Extracted data entries
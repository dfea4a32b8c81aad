//! Request bodies sent to the backend.
//!
//! Built by [`crate::validation`] and [`crate::wizard`] after local checks pass,
//! then serialized by the api crate.

use serde::{Deserialize, Serialize};

use super::appointment::ServiceType;

#[derive(Clone, Debug, PartialEq, Serialize, Deserialize)]
pub struct LoginRequest {
    pub email: String,
    pub password: String,
}

#[derive(Clone, Debug, PartialEq, Serialize, Deserialize)]
#[serde(rename_all = "camelCase")]
pub struct RegisterRequest {
    pub name: String,
    pub email: String,
    pub phone: String,
    pub password: String,
    pub breed_id: i64,
    pub age: f64,
}

#[derive(Clone, Debug, PartialEq, Serialize, Deserialize)]
#[serde(rename_all = "camelCase")]
pub struct NewPetRequest {
    pub name: String,
    pub breed_id: i64,
    pub age: f64,
    #[serde(skip_serializing_if = "Option::is_none")]
    pub gender: Option<String>,
    #[serde(skip_serializing_if = "Option::is_none")]
    pub weight: Option<f64>,
}

/// Body of the create-appointment call.
///
/// Exactly one of `vet_id`/`groomer_id` is set; the other key is omitted.
#[derive(Clone, Debug, PartialEq, Serialize, Deserialize)]
#[serde(rename_all = "camelCase")]
pub struct CreateAppointmentRequest {
    pub pet_id: i64,
    pub service_type: ServiceType,
    pub appointment_type: String,
    pub appointment_date: String,
    pub time: String,
    pub description: Option<String>,
    #[serde(skip_serializing_if = "Option::is_none")]
    pub vet_id: Option<i64>,
    #[serde(skip_serializing_if = "Option::is_none")]
    pub groomer_id: Option<i64>,
}

/// Admin create/edit body for a vet or groomer account.
#[derive(Clone, Debug, PartialEq, Serialize, Deserialize)]
#[serde(rename_all = "camelCase")]
pub struct ProfessionalRequest {
    pub name: String,
    pub email: String,
    pub phone: String,
    #[serde(skip_serializing_if = "Option::is_none")]
    pub password: Option<String>,
    pub role_id: u8,
    pub specialization: String,
    pub experience_years: Option<u32>,
    pub status: String,
}

#[derive(Clone, Debug, PartialEq, Serialize, Deserialize)]
pub struct UserUpdateRequest {
    pub name: String,
    pub email: String,
    pub phone: String,
    pub status: String,
}
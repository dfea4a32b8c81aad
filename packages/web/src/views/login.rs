//! Login page view with email/password form.

use dioxus::prelude::*;
use store::navigation::REGISTER;
use store::validation::LoginForm;
use ui::{use_app_state, use_services, ErrorBanner};

/// Login page component. The guard moves a signed-in user to their landing
/// page as soon as the session is installed.
#[component]
pub fn Login() -> Element {
    let mut state = use_app_state();
    let services = use_services();
    let mut form = use_signal(LoginForm::default);
    let values = form.read().clone();
    let mut invalid = use_signal(|| Option::<String>::None);

    let loading = state.read().auth.loading;
    let server_error = state.read().auth.error.clone();

    let handle_login = move |evt: FormEvent| {
        evt.prevent_default();
        let request = match form.read().validate() {
            Ok(request) => request,
            Err(e) => {
                invalid.set(Some(e.to_string()));
                return;
            }
        };
        invalid.set(None);

        spawn(async move {
            let client = services.client(&state.peek().auth);
            state.write().auth.login_pending();
            match api::login(&client, &request).await {
                Ok(session) => {
                    let storage = services.storage();
                    state.write().auth.login_fulfilled(session, storage.as_ref());
                }
                Err(e) => {
                    tracing::warn!(error = %e, "Login failed");
                    state.write().auth.login_rejected(e.reason());
                }
            }
        });
    };

    rsx! {
        div {
            class: "auth-page",

            form {
                class: "auth-card",
                onsubmit: handle_login,

                h1 { "Welcome back" }
                p { class: "muted", "Sign in to manage your pet's care" }

                if let Some(message) = invalid() {
                    ErrorBanner { message: message }
                }
                if let Some(message) = server_error {
                    ErrorBanner {
                        message: message,
                        on_dismiss: move |_| state.write().auth.clear_error(),
                    }
                }

                label {
                    class: "field",
                    span { "Email" }
                    input {
                        r#type: "email",
                        placeholder: "you@example.com",
                        value: "{values.email}",
                        oninput: move |evt: FormEvent| form.write().email = evt.value(),
                    }
                }

                label {
                    class: "field",
                    span { "Password" }
                    input {
                        r#type: "password",
                        value: "{values.password}",
                        oninput: move |evt: FormEvent| form.write().password = evt.value(),
                    }
                }

                button {
                    class: "btn btn-primary btn-block",
                    r#type: "submit",
                    disabled: loading,
                    if loading { "Signing in..." } else { "Sign In" }
                }

                p {
                    class: "auth-switch muted",
                    "Don't have an account? "
                    Link { to: REGISTER.to_string(), "Create one" }
                }
            }
        }
    }
}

** What you should do **
The lines in the records above that include the word "page" must be copied out.

** Output for this exercise **
//! Login page view with email/password form.
/// Login page component. The guard moves a signed-in user to their landing
/// page as soon as the session is installed.
            class: "auth-page",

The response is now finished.